May 2008Issue 411



Recreating the Big Bang is 'perfectly safe', honest!

A lawsuit in the US has raised safety concerns over the Large Hadron Collider (LHC) – the world's biggest particle collider – which is to be switched on later this year. The suit simply seeks a safety and environmental review and a delay of a few months before turning the ignition key, to make sure the planet doesn't implode – but scientists are having none of it. Concerns about what could happen when the gargantuan machine – designed to replicate conditions a billionth of a second after the Big Bang – is turned on include some truly bizarre possibilities.

First, LHC could trigger millions of mini black holes that do not decay as physicists expect them to. Instead, they might congeal and eventually consume all nearby matter and continue to eat the planet or, at the very least, Geneva. This might not make the universe explode, but financial markets might, as trillions of secret funds held in Swiss banks might be spat back out by the black hole and straight into the French tax office just over the border. Mon Dieu!

Alternatively, smashing gold protons together at such high energy levels might lead to the production of particles known as 'strangelets'. These strangelets, like Midas, would turn everything they touch into yet more gold strangelets until the Earth and everything that comes into contact with it ends up, well, strange but blinging.

Lastly, a magnetic anomaly known as a monopole could lead to bizarre conversions of matter that would at least restore alchemy's reputation in the world of science, and at worst turn the planet into some kind of overly salty primordial soup like mother used to make.

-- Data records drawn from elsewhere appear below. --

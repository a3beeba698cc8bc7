use crate::core::car::{heading, wrap_degrees, Vehicle};
use crate::core::input::ControlInput;
use crate::core::race::SimConstants;
use crate::core::track::Track;
use glam::DVec2;

/// sensor_position returns the probe point in front of the car for the given absolute rotation.
pub fn sensor_position(vehicle: &Vehicle, rotation: f64, consts: &SimConstants) -> DVec2 {
    let offset = vehicle.body_height() / 2.0 + consts.sensor_margin;
    vehicle.position + heading(rotation) * offset
}

/// sensor_values samples the path channel at the left, center and right probes.
pub fn sensor_values(vehicle: &Vehicle, track: &Track, consts: &SimConstants) -> [u8; 3] {
    let left = sensor_position(
        vehicle,
        wrap_degrees(vehicle.rotation - consts.sensor_angle),
        consts,
    );
    let center = sensor_position(vehicle, vehicle.rotation, consts);
    let right = sensor_position(
        vehicle,
        wrap_degrees(vehicle.rotation + consts.sensor_angle),
        consts,
    );

    [
        track.path_value_at(left),
        track.path_value_at(center),
        track.path_value_at(right),
    ]
}

/// steer turns towards the probe with the strictly highest path value and always accelerates.
/// It is memoryless: equal probe values mean driving straight on, even into a wall.
pub fn steer(vehicle: &Vehicle, track: &Track, consts: &SimConstants) -> ControlInput {
    let [left, center, right] = sensor_values(vehicle, track, consts);

    let rot_dir = if left > right && left > center {
        -1
    } else if right > left && right > center {
        1
    } else {
        0
    };

    ControlInput::new(1, rot_dir)
}
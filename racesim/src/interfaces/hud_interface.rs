use crate::core::car::ControllerKind;
use crate::core::race::RacePhase;
use crate::post::race_result::RaceResult;

pub const MAX_HUD_UPDATE_FREQUENCY: f64 = 20.0;

#[derive(Debug, Clone)]
pub struct CarHudState {
    pub name: String,
    pub controller: ControllerKind,
    pub x: f64,
    pub y: f64,
    pub rotation: f64,
    pub speed: f64,
    pub lap: u32,
    pub finished: bool,
}

/// RaceHudState is the snapshot an external view needs to draw one frame of the race.
#[derive(Debug, Clone)]
pub struct RaceHudState {
    pub phase: RacePhase,
    pub countdown: f64,
    pub race_time: f64,
    pub tot_no_laps: u32,
    pub player_idx: usize,
    pub car_states: Vec<CarHudState>,

    // final results payload (sent once when the results are shown)
    pub final_result: Option<RaceResult>,
}

impl RaceHudState {
    pub fn player(&self) -> Option<&CarHudState> {
        self.car_states.get(self.player_idx)
    }
}
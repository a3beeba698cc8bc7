use crate::core::session::Profile;
use crate::error::SetupError;
use anyhow::Context;
use std::collections::BTreeMap;
use std::fs::OpenOptions;
use std::path::{Path, PathBuf};

/// ProfileStore keeps all profiles in one JSON file that maps the profile name to its car and
/// money. A missing file is an empty store.
#[derive(Debug, Clone)]
pub struct ProfileStore {
    path: PathBuf,
    profiles: BTreeMap<String, Profile>,
}

impl ProfileStore {
    pub fn open(path: &Path) -> anyhow::Result<ProfileStore> {
        let profiles: BTreeMap<String, Profile> = if path.is_file() {
            let fh = OpenOptions::new()
                .read(true)
                .open(path)
                .context(format!("Failed to open profile file {}!", path.display()))?;
            serde_json::from_reader(&fh)
                .context(format!("Failed to parse profile file {}!", path.display()))?
        } else {
            BTreeMap::new()
        };

        Ok(ProfileStore {
            path: path.to_owned(),
            profiles,
        })
    }

    /// list returns the names of all stored profiles in alphabetical order.
    pub fn list(&self) -> Vec<String> {
        self.profiles.keys().cloned().collect()
    }

    pub fn load(&self, name: &str) -> Result<Profile, SetupError> {
        self.profiles
            .get(name)
            .cloned()
            .ok_or_else(|| SetupError::UnknownProfile(name.to_owned()))
    }

    /// create adds a new profile with the default car and no money and writes the store.
    pub fn create(&mut self, name: &str) -> anyhow::Result<Profile> {
        if self.profiles.contains_key(name) {
            return Err(SetupError::DuplicateProfile(name.to_owned()).into());
        }
        let profile = Profile::new(name);
        self.save(&profile)?;
        Ok(profile)
    }

    /// save inserts or replaces the profile and writes the whole store to disk.
    pub fn save(&mut self, profile: &Profile) -> anyhow::Result<()> {
        self.profiles
            .insert(profile.name.to_owned(), profile.to_owned());

        if let Some(dir) = self.path.parent() {
            std::fs::create_dir_all(dir)
                .context(format!("Failed to create profile directory {}!", dir.display()))?;
        }
        let fh = OpenOptions::new()
            .write(true)
            .create(true)
            .truncate(true)
            .open(&self.path)
            .context(format!("Failed to open profile file {}!", self.path.display()))?;
        serde_json::to_writer_pretty(&fh, &self.profiles)
            .context(format!("Failed to write profile file {}!", self.path.display()))?;
        Ok(())
    }
}

#[cfg(test)]
mod tests {
    use super::*;

    #[test]
    fn create_save_and_reload() {
        let dir = tempfile::tempdir().unwrap();
        let path = dir.path().join("profiles.json");

        let mut store = ProfileStore::open(&path).unwrap();
        assert!(store.list().is_empty());

        let mut profile = store.create("zoe").unwrap();
        store.create("adam").unwrap();
        profile.money = 750;
        profile.car.engine = "turbo".to_owned();
        store.save(&profile).unwrap();

        let store = ProfileStore::open(&path).unwrap();
        assert_eq!(store.list(), vec!["adam", "zoe"]);
        assert_eq!(store.load("zoe").unwrap(), profile);
        assert_eq!(store.load("adam").unwrap().money, 0);
    }

    #[test]
    fn unknown_and_duplicate_profiles() {
        let dir = tempfile::tempdir().unwrap();
        let mut store = ProfileStore::open(&dir.path().join("p.json")).unwrap();
        store.create("zoe").unwrap();

        assert!(matches!(
            store.load("nobody"),
            Err(SetupError::UnknownProfile(_))
        ));
        let err = store.create("zoe").unwrap_err();
        assert!(matches!(
            err.downcast_ref::<SetupError>(),
            Some(SetupError::DuplicateProfile(_))
        ));
    }

    #[test]
    fn malformed_file_is_reported() {
        let dir = tempfile::tempdir().unwrap();
        let path = dir.path().join("p.json");
        std::fs::write(&path, "{ not json").unwrap();
        let err = ProfileStore::open(&path).unwrap_err();
        assert!(format!("{}", err).starts_with("Failed to parse profile file"));
    }
}
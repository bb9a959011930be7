//! Interactive TUI mode

pub mod app;
mod rendering;

pub use app::{App, run_tui};
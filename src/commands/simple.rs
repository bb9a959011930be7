//! Simple interactive CLI mode
//!
//! Text-based round without the TUI

use crate::core::{CategorizedWords, LetterPool, Lexicon};
use crate::game::{Command, GameConfig, GuessError, HintError, Round};
use crate::output::display::print_round_summary;
use crate::output::formatters::{create_progress_bar, format_letters};
use anyhow::Result;
use colored::Colorize;
use rand::Rng;
use std::io::{self, BufRead, Write};

/// Run one round on stdin/stdout
///
/// # Errors
///
/// Returns an error if there's an I/O error reading user input.
pub fn run_simple<R: Rng + ?Sized>(
    pool: &LetterPool,
    lexicon: &Lexicon,
    filler: &CategorizedWords,
    template: &str,
    config: GameConfig,
    rng: &mut R,
) -> Result<()> {
    let stdin = io::stdin();
    let mut input = stdin.lock();

    println!("\n╔══════════════════════════════════════════════════════════════╗");
    println!("║             Letter Pot - Spelling Bee MadLibs                ║");
    println!("╚══════════════════════════════════════════════════════════════╝\n");

    let name = match get_user_input(&mut input, "Player name")? {
        Some(name) if !name.is_empty() => name,
        Some(_) => "Player".to_string(),
        None => return Ok(()),
    };

    let mut round = Round::new(name.clone(), pool, lexicon, filler, config);

    println!(
        "\nOkay, {}... your letters are {}\n",
        name.bright_white().bold(),
        format_letters(pool.key()).bright_yellow().bold()
    );
    println!("Each letter can be used once per word, and words need at least 4 letters.");
    println!("Type a word, or 'word:category' to pick its part of speech");
    println!("(noun, plural noun, verb, adjective, pronoun).");
    println!(
        "Type 'HELP' for a hint ({} per game) or 'DONE' when you're out.\n",
        round.config().hint_budget
    );

    loop {
        let Some(line) = get_user_input(&mut input, "Give me a word (or HELP or DONE)")? else {
            break;
        };

        match Command::parse(&line) {
            Ok(Command::Empty) => {}
            Ok(Command::Done) => break,
            Ok(Command::Help) => match round.hint(rng) {
                Ok(masked) => {
                    println!("💡 Here is your hint: {}", masked.bright_cyan().bold());
                    println!(
                        "   {} hints left\n",
                        round.session().hints_remaining()
                    );
                }
                Err(HintError::NoHintsLeft) => {
                    println!("{}\n", "You have used up all your hints".yellow());
                }
                Err(HintError::Exhausted) => {
                    println!("{}\n", "You've found every word - nothing left to hint!".green());
                }
            },
            Ok(Command::Guess { word, category }) => match round.guess(&word, category) {
                Ok(accepted) => {
                    let bar = create_progress_bar(
                        f64::from(accepted.total),
                        f64::from(accepted.possible),
                        30,
                    );
                    println!(
                        "✓ {} as {} for {} points",
                        accepted.word.to_uppercase().bright_white().bold(),
                        accepted.category.to_string().cyan(),
                        accepted.earned.to_string().bright_green().bold()
                    );
                    println!(
                        "  [{}] You've found {} out of {} possible.\n",
                        bar.green(),
                        accepted.total,
                        accepted.possible
                    );
                }
                Err(GuessError::AlreadyGuessed(word)) => {
                    println!("{}\n", format!("You've already guessed \"{word}\".").yellow());
                }
                Err(GuessError::Invalid(err)) => {
                    println!("{} {}\n", "❌".red(), err.to_string().red());
                }
            },
            Err(err) => {
                println!("{} {}\n", "❌".red(), err.to_string().red());
            }
        }
    }

    let summary = round.finish(template, rng);
    print_round_summary(&summary);

    Ok(())
}

/// Prompt and read one trimmed line, `None` at end of input
fn get_user_input<B: BufRead>(input: &mut B, prompt: &str) -> Result<Option<String>> {
    print!("{prompt}: ");
    io::stdout().flush()?;

    let mut line = String::new();
    if input.read_line(&mut line)? == 0 {
        return Ok(None);
    }

    Ok(Some(line.trim().to_string()))
}
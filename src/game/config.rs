//! Round configuration

use crate::madlibs::DEFAULT_FILLER_WORD;

/// Tunable settings for a round
#[derive(Debug, Clone, PartialEq, Eq)]
pub struct GameConfig {
    /// Hints available per session
    pub hint_budget: usize,
    /// Word used for story blanks with no candidates left
    pub default_filler: String,
    /// How many missed words to reveal at the end of a round
    pub missed_sample: usize,
}

impl GameConfig {
    #[must_use]
    pub fn new(hint_budget: usize) -> Self {
        Self {
            hint_budget,
            ..Self::default()
        }
    }
}

impl Default for GameConfig {
    fn default() -> Self {
        Self {
            hint_budget: 3,
            default_filler: DEFAULT_FILLER_WORD.to_string(),
            missed_sample: 5,
        }
    }
}
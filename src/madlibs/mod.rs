//! MadLibs story completion
//!
//! Extracts typed blanks from a story template and fills them from the
//! player's guesses, then from a fallback vocabulary.

mod filler;
mod template;

pub use filler::{
    DEFAULT_FILLER_WORD, FilledBlank, FilledStory, WordSource, fill_template,
    fill_template_with_default,
};
pub use template::{Placeholder, extract_placeholders};
//! Hints
//!
//! A hint reveals the first and last letter of a random word the player has not
//! found yet. Budgeting is left to the caller.

use crate::core::LetterPool;
use rand::Rng;
use rand::seq::IndexedRandom;
use thiserror::Error;

/// Character standing in for hidden letters
pub const MASK_CHAR: char = '-';

#[derive(Debug, Clone, Copy, PartialEq, Eq, Error)]
pub enum HintError {
    #[error("you have used up all your hints")]
    NoHintsLeft,
    #[error("every word has already been found")]
    Exhausted,
}

/// Mask all but the first and last character
///
/// # Examples
/// ```
/// use letterpot::game::mask_word;
///
/// assert_eq!(mask_word("crumble"), "c-----e");
/// assert_eq!(mask_word("espy"), "e--y");
/// ```
#[must_use]
pub fn mask_word(word: &str) -> String {
    let chars: Vec<char> = word.chars().collect();
    match chars.as_slice() {
        [] => String::new(),
        [only] => only.to_string(),
        [first, middle @ .., last] => {
            let mut masked = String::with_capacity(word.len());
            masked.push(*first);
            masked.extend(std::iter::repeat_n(MASK_CHAR, middle.len()));
            masked.push(*last);
            masked
        }
    }
}

/// Masked form of a random corpus word not in `exclude`
///
/// # Errors
/// Returns `HintError::Exhausted` if every corpus word is excluded.
pub fn hint<R, S>(pool: &LetterPool, exclude: &[S], rng: &mut R) -> Result<String, HintError>
where
    R: Rng + ?Sized,
    S: AsRef<str>,
{
    hint_among(pool.words(), exclude, rng)
}

/// Masked form of a random word from `candidates` not in `exclude`
///
/// # Errors
/// Returns `HintError::Exhausted` if every candidate is excluded.
pub fn hint_among<R, C, S>(
    candidates: &[C],
    exclude: &[S],
    rng: &mut R,
) -> Result<String, HintError>
where
    R: Rng + ?Sized,
    C: AsRef<str>,
    S: AsRef<str>,
{
    let remaining: Vec<&str> = candidates
        .iter()
        .map(AsRef::as_ref)
        .filter(|w| !exclude.iter().any(|e| e.as_ref() == *w))
        .collect();

    remaining
        .choose(rng)
        .map(|w| mask_word(w))
        .ok_or(HintError::Exhausted)
}

#[cfg(test)]
mod tests {
    use super::*;
    use rand::SeedableRng;
    use rand::rngs::StdRng;

    #[test]
    fn mask_keeps_ends() {
        assert_eq!(mask_word("zephyrs"), "z-----s");
        assert_eq!(mask_word("ab"), "ab");
        assert_eq!(mask_word("a"), "a");
        assert_eq!(mask_word(""), "");
    }

    #[test]
    fn mask_length_matches_word() {
        for word in ["espy", "hyper", "zephyr", "zephyrs"] {
            let masked = mask_word(word);
            assert_eq!(masked.len(), word.len());
            assert_eq!(masked.matches(MASK_CHAR).count(), word.len() - 2);
        }
    }

    #[test]
    fn hint_skips_excluded_words() {
        let pool = LetterPool::new("ehprsyz", ["hyper", "spry", "zephyr"]).unwrap();
        for seed in 0..20 {
            let mut rng = StdRng::seed_from_u64(seed);
            let masked = hint(&pool, &["hyper", "zephyr"], &mut rng).unwrap();
            assert_eq!(masked, "s--y");
        }
    }

    #[test]
    fn hint_comes_from_corpus() {
        let pool = LetterPool::new("ehprsyz", ["hyper", "spry", "zephyr"]).unwrap();
        let masks: Vec<String> = pool.words().iter().map(|w| mask_word(w)).collect();
        let none: &[&str] = &[];

        for seed in 0..20 {
            let mut rng = StdRng::seed_from_u64(seed);
            let masked = hint(&pool, none, &mut rng).unwrap();
            assert!(masks.contains(&masked));
        }
    }

    #[test]
    fn hint_among_only_draws_candidates() {
        let none: &[&str] = &[];
        for seed in 0..20 {
            let mut rng = StdRng::seed_from_u64(seed);
            assert_eq!(hint_among(&["spry"], none, &mut rng).unwrap(), "s--y");
        }
        let mut rng = StdRng::seed_from_u64(0);
        assert_eq!(
            hint_among(&["spry"], &["spry"], &mut rng),
            Err(HintError::Exhausted)
        );
    }

    #[test]
    fn hint_fails_when_everything_guessed() {
        let pool = LetterPool::new("ehprsyz", ["hyper", "spry"]).unwrap();
        let mut rng = StdRng::seed_from_u64(0);
        let guessed = vec!["spry".to_string(), "hyper".to_string()];
        assert_eq!(hint(&pool, &guessed, &mut rng), Err(HintError::Exhausted));
    }
}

Physicists readily admit that they don't really know what will happen, but have that reassuring smugness that only someone who's smashed atoms at high velocities and peered into the quantum universe can have. As the late Russian physicist Lev Landau once remarked: 'Cosmologists are often wrong, but never in doubt.'

Whatever happens, with 14 trillion volts powering the LHC, we can at least guarantee that our power bills will go up. Sacre bleu!